### Exercise aim
In the material below, some lines carry "ordered". Copy each such line.

↓

//! Static reference data for the trackers.
//!
//! All tables are immutable; the string-heavy ones are built once on first access. Lookups into the
//! age- and week-keyed tables go through [`nearest_index`], which never
//! interpolates between bands.

use once_cell::sync::Lazy;
use shared::{Gender, GrowthMetric, SubscriptionTier, Tip, WeekInfo};

/// Gestational weeks that carry a milestone entry
pub const PREGNANCY_MILESTONE_WEEKS: [u32; 10] = [4, 8, 12, 16, 20, 24, 28, 32, 36, 40];

/// Ages in months covered by the growth standards
pub const GROWTH_REFERENCE_AGES: [u32; 8] = [0, 6, 12, 24, 36, 60, 120, 156];

/// Ages in months covered by the development milestones
pub const DEVELOPMENT_MILESTONE_AGES: [u32; 10] = [0, 3, 6, 9, 12, 18, 24, 36, 48, 60];

/// Position of the key closest to `target`.
///
/// Keys are scanned in order and the current best is only replaced on a
/// strictly smaller distance, so with ascending keys a target exactly midway
/// between two keys resolves to the smaller one. An empty sequence yields 0.
pub fn nearest_index(keys: impl IntoIterator<Item = u32>, target: u32) -> usize {
    let mut best: Option<(usize, u32)> = None;
    for (index, key) in keys.into_iter().enumerate() {
        let distance = key.abs_diff(target);
        match best {
            Some((_, best_distance)) if distance >= best_distance => {}
            _ => best = Some((index, distance)),
        }
    }
    best.map(|(index, _)| index).unwrap_or(0)
}

/// Closest key to `target`, or `None` for an empty key list
pub fn nearest_key(keys: &[u32], target: u32) -> Option<u32> {
    keys.get(nearest_index(keys.iter().copied(), target)).copied()
}

/// P3/P50/P97 thresholds for one age band
#[derive(Debug, Clone, Copy, PartialEq)]
pub struct PercentileThresholds {
    pub p3: f64,
    pub p50: f64,
    pub p97: f64,
}

const fn band(p3: f64, p50: f64, p97: f64) -> PercentileThresholds {
    PercentileThresholds { p3, p50, p97 }
}

/// Thresholds per age in months, ordered by age
pub type StandardRow = [(u32, PercentileThresholds); 8];

const MALE_WEIGHT: StandardRow = [
    (0, band(2.5, 3.3, 4.4)),
    (6, band(6.4, 7.9, 9.8)),
    (12, band(7.7, 9.6, 12.0)),
    (24, band(9.7, 12.2, 15.3)),
    (36, band(11.3, 14.3, 18.3)),
    (60, band(14.1, 18.3, 24.2)),
    (120, band(24.0, 35.5, 51.5)),
    (156, band(34.0, 50.5, 72.0)),
];

const MALE_HEIGHT: StandardRow = [
    (0, band(46.1, 49.9, 53.7)),
    (6, band(63.3, 67.6, 72.0)),
    (12, band(71.0, 75.7, 80.5)),
    (24, band(81.7, 87.1, 93.0)),
    (36, band(88.7, 96.1, 103.5)),
    (60, band(101.7, 110.0, 119.2)),
    (120, band(128.0, 145.0, 163.0)),
    (156, band(148.0, 169.0, 188.0)),
];

const FEMALE_WEIGHT: StandardRow = [
    (0, band(2.4, 3.2, 4.2)),
    (6, band(5.7, 7.3, 9.3)),
    (12, band(7.0, 8.9, 11.2)),
    (24, band(9.0, 11.5, 14.8)),
    (36, band(10.8, 13.9, 18.1)),
    (60, band(13.7, 18.2, 24.9)),
    (120, band(23.5, 36.0, 54.0)),
    (156, band(34.0, 52.0, 76.0)),
];

const FEMALE_HEIGHT: StandardRow = [
    (0, band(45.4, 49.1, 52.9)),
    (6, band(61.2, 65.7, 70.3)),
    (12, band(68.9, 74.0, 79.2)),
    (24, band(80.0, 86.4, 92.9)),
    (36, band(87.4, 95.1, 103.0)),
    (60, band(100.0, 109.0, 118.9)),
    (120, band(127.0, 144.0, 162.0)),
    (156, band(147.0, 160.0, 173.0)),
];

/// WHO-derived growth standard for a gender and metric
pub fn growth_standard_row(gender: Gender, metric: GrowthMetric) -> &'static StandardRow {
    match (gender, metric) {
        (Gender::Male, GrowthMetric::Weight) => &MALE_WEIGHT,
        (Gender::Male, GrowthMetric::Height) => &MALE_HEIGHT,
        (Gender::Female, GrowthMetric::Weight) => &FEMALE_WEIGHT,
        (Gender::Female, GrowthMetric::Height) => &FEMALE_HEIGHT,
    }
}

/// Reference age band and thresholds nearest to `age_months`
pub fn nearest_growth_standard(
    gender: Gender,
    metric: GrowthMetric,
    age_months: u32,
) -> (u32, PercentileThresholds) {
    let row = growth_standard_row(gender, metric);
    row[nearest_index(row.iter().map(|(age, _)| *age), age_months)]
}

fn strings(items: &[&str]) -> Vec<String> {
    items.iter().map(|s| s.to_string()).collect()
}

fn week(
    week: u32,
    title: &str,
    baby_size: &str,
    baby_weight: &str,
    development: &[&str],
    mother_tips: &[&str],
) -> WeekInfo {
    WeekInfo {
        week,
        title: title.to_string(),
        baby_size: baby_size.to_string(),
        baby_weight: baby_weight.to_string(),
        development: strings(development),
        mother_tips: strings(mother_tips),
    }
}

/// Milestone information for each week in [`PREGNANCY_MILESTONE_WEEKS`], ordered by week
pub static WEEKLY_INFO: Lazy<Vec<WeekInfo>> = Lazy::new(|| {
    vec![
        week(
            4,
            "Início da Jornada",
            "Semente de papoula (2mm)",
            "< 1g",
            &[
                "Implantação do embrião no útero",
                "Formação inicial do sistema nervoso",
                "Início da produção de hCG",
            ],
            &[
                "Comece a tomar ácido fólico (400-800mcg/dia)",
                "Evite álcool e tabaco",
                "Agende consulta com obstetra",
            ],
        ),
        week(
            8,
            "Desenvolvimento Rápido",
            "Framboesa (1,6cm)",
            "1g",
            &[
                "Formação de dedos das mãos e pés",
                "Coração batendo regularmente",
                "Início da formação dos órgãos principais",
            ],
            &[
                "Mantenha-se hidratada",
                "Faça refeições pequenas e frequentes",
                "Descanse quando sentir necessidade",
            ],
        ),
        week(
            12,
            "Fim do Primeiro Trimestre",
            "Ameixa (5,4cm)",
            "14g",
            &[
                "Todos os órgãos vitais formados",
                "Reflexos começam a aparecer",
                "Sistema digestivo funcionando",
            ],
            &[
                "Realize o ultrassom de translucência nucal",
                "Náuseas podem começar a diminuir",
                "Continue com vitaminas pré-natais",
            ],
        ),
        week(
            16,
            "Segundo Trimestre",
            "Abacate (11,6cm)",
            "100g",
            &[
                "Movimentos mais coordenados",
                "Audição em desenvolvimento",
                "Padrões de sono estabelecidos",
            ],
            &[
                "Você pode começar a sentir movimentos",
                "Mantenha atividade física leve",
                "Hidrate-se bem",
            ],
        ),
        week(
            20,
            "Metade da Gestação",
            "Banana (16,4cm)",
            "300g",
            &[
                "Vérnix (camada protetora) se forma",
                "Cabelo e unhas crescendo",
                "Bebê pode ouvir sons externos",
            ],
            &[
                "Ultrassom morfológico",
                "Comece a pensar em nomes",
                "Converse com seu bebê",
            ],
        ),
        week(
            24,
            "Viabilidade Fetal",
            "Espiga de milho (30cm)",
            "600g",
            &[
                "Pulmões em desenvolvimento",
                "Papilas gustativas funcionando",
                "Padrões de sono regulares",
            ],
            &[
                "Faça o teste de diabetes gestacional",
                "Monitore ganho de peso",
                "Pratique exercícios de respiração",
            ],
        ),
        week(
            28,
            "Terceiro Trimestre",
            "Berinjela (37,6cm)",
            "1kg",
            &[
                "Olhos podem abrir e fechar",
                "Cérebro em rápido desenvolvimento",
                "Pode sonhar",
            ],
            &[
                "Consultas mais frequentes",
                "Prepare o enxoval",
                "Considere curso de preparação para o parto",
            ],
        ),
        week(
            32,
            "Crescimento Acelerado",
            "Abóbora (42,4cm)",
            "1,7kg",
            &[
                "Camadas de gordura se formam",
                "Unhas completamente formadas",
                "Posição para o parto",
            ],
            &[
                "Monitore movimentos fetais",
                "Prepare a mala da maternidade",
                "Descanse com pernas elevadas",
            ],
        ),
        week(
            36,
            "Quase Lá",
            "Melão (47,4cm)",
            "2,6kg",
            &[
                "Pulmões quase maduros",
                "Sistema imunológico fortalecido",
                "Ganhando peso rapidamente",
            ],
            &[
                "Consultas semanais",
                "Finalize preparativos",
                "Pratique técnicas de respiração",
            ],
        ),
        week(
            40,
            "Hora do Encontro",
            "Melancia (51,2cm)",
            "3,4kg",
            &[
                "Totalmente desenvolvido",
                "Pronto para nascer",
                "Aguardando o momento certo",
            ],
            &[
                "Fique atenta aos sinais de trabalho de parto",
                "Mantenha-se calma e confiante",
                "Logo você conhecerá seu bebê!",
            ],
        ),
    ]
});

/// Week information for the milestone week nearest to `week`
pub fn nearest_week_info(week: u32) -> &'static WeekInfo {
    &WEEKLY_INFO[nearest_index(WEEKLY_INFO.iter().map(|info| info.week), week)]
}

/// Symptoms that require immediate medical attention during pregnancy
pub const PREGNANCY_WARNING_SIGNS: [&str; 5] = [
    "Sangramento vaginal intenso",
    "Dor abdominal severa ou persistente",
    "Diminuição ou ausência de movimentos fetais",
    "Febre alta (acima de 38°C)",
    "Visão turva ou dor de cabeça intensa",
];

/// Expected development milestones by age in months, ordered by age
pub const DEVELOPMENT_MILESTONES: [(u32, &[&str]); 10] = [
    (0, &["Reflexos primitivos", "Foco visual limitado", "Reconhece voz materna"]),
    (3, &["Sustenta a cabeça", "Sorri socialmente", "Segue objetos com os olhos"]),
    (6, &["Senta com apoio", "Balbucia", "Pega objetos", "Rola"]),
    (9, &["Senta sem apoio", "Engatinha", "Diz 'mamã' e 'papá'", "Brinca de esconde-esconde"]),
    (12, &["Primeiros passos", "Primeiras palavras", "Aponta para objetos", "Bebe no copo"]),
    (18, &["Corre", "Sobe escadas", "Usa colher", "Vocabulário de 10-20 palavras"]),
    (24, &["Chuta bola", "Frases de 2 palavras", "Imita adultos", "Brinca ao lado de outras crianças"]),
    (36, &["Pedala triciclo", "Frases completas", "Usa banheiro", "Brinca de faz de conta"]),
    (48, &["Pula em um pé", "Conta histórias", "Desenha círculos", "Brinca cooperativamente"]),
    (60, &["Equilibra-se em um pé", "Conta até 10", "Escreve algumas letras", "Segue regras de jogos"]),
];

/// Milestones for the age band nearest to `age_months`
pub fn nearest_development_milestones(age_months: u32) -> (u32, &'static [&'static str]) {
    DEVELOPMENT_MILESTONES[nearest_index(DEVELOPMENT_MILESTONES.iter().map(|(age, _)| *age), age_months)]
}

/// Advanced fertility advice shown on tiers with advanced features
pub static FERTILITY_TIPS: Lazy<Vec<Tip>> = Lazy::new(|| {
    [
        ("Hidratação", "Beba pelo menos 2 litros de água por dia para melhorar a qualidade do muco cervical."),
        ("Alimentação", "Consuma alimentos ricos em ácido fólico, ferro e ômega-3."),
        ("Exercícios", "Pratique atividades físicas moderadas regularmente para equilibrar hormônios."),
        ("Sono", "Durma de 7-9 horas por noite para otimizar a produção hormonal."),
        ("Estresse", "Pratique técnicas de relaxamento como meditação e yoga."),
        ("Temperatura Basal", "Monitore sua temperatura corporal pela manhã para identificar padrões de ovulação."),
        ("Suplementação", "Considere suplementos de vitamina D, CoQ10 e inositol após consulta médica."),
    ]
    .into_iter()
    .map(|(title, body)| Tip {
        title: title.to_string(),
        body: body.to_string(),
    })
    .collect()
});

/// Catalog entry for a subscription plan
#[derive(Debug, Clone, PartialEq)]
pub struct PlanDefinition {
    pub tier: SubscriptionTier,
    pub price: &'static str,
    pub period: &'static str,
    pub features: &'static [&'static str],
    pub limitations: &'static [&'static str],
    pub popular: bool,
}

pub static PLAN_CATALOG: Lazy<Vec<PlanDefinition>> = Lazy::new(|| {
    vec![
        PlanDefinition {
            tier: SubscriptionTier::Free,
            price: "R$ 0",
            period: "/mês",
            features: &[
                "Registro básico do ciclo",
                "Acompanhamento de 1 criança",
                "Dados salvos localmente",
                "Anúncios ocasionais",
            ],
            limitations: &[
                "Sem previsões avançadas",
                "Sem exportação de dados",
                "Sem suporte prioritário",
            ],
            popular: false,
        },
        PlanDefinition {
            tier: SubscriptionTier::Premium,
            price: "R$ 19,90",
            period: "/mês",
            features: &[
                "Todas as funcionalidades gratuitas",
                "Previsões avançadas de fertilidade",
                "Acompanhamento de até 3 crianças",
                "Exportação de dados em PDF",
                "Gráficos e análises detalhadas",
                "Sem anúncios",
                "Suporte prioritário",
            ],
            limitations: &[],
            popular: true,
        },
        PlanDefinition {
            tier: SubscriptionTier::Family,
            price: "R$ 29,90",
            period: "/mês",
            features: &[
                "Todas as funcionalidades Premium",
                "Até 5 perfis de usuário",
                "Compartilhamento de dados entre perfis",
                "Lembretes personalizados",
                "Consultas com especialistas (1x/mês)",
                "Acesso antecipado a novos recursos",
            ],
            limitations: &[],
            popular: false,
        },
    ]
});

pub fn plan_definition(tier: SubscriptionTier) -> Option<&'static PlanDefinition> {
    PLAN_CATALOG.iter().find(|plan| plan.tier == tier)
}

↑

### Final answer
/// Thresholds per age in months, ordered by age
/// Milestone information for each week in [`PREGNANCY_MILESTONE_WEEKS`], ordered by week
/// Expected development milestones by age in months, ordered by age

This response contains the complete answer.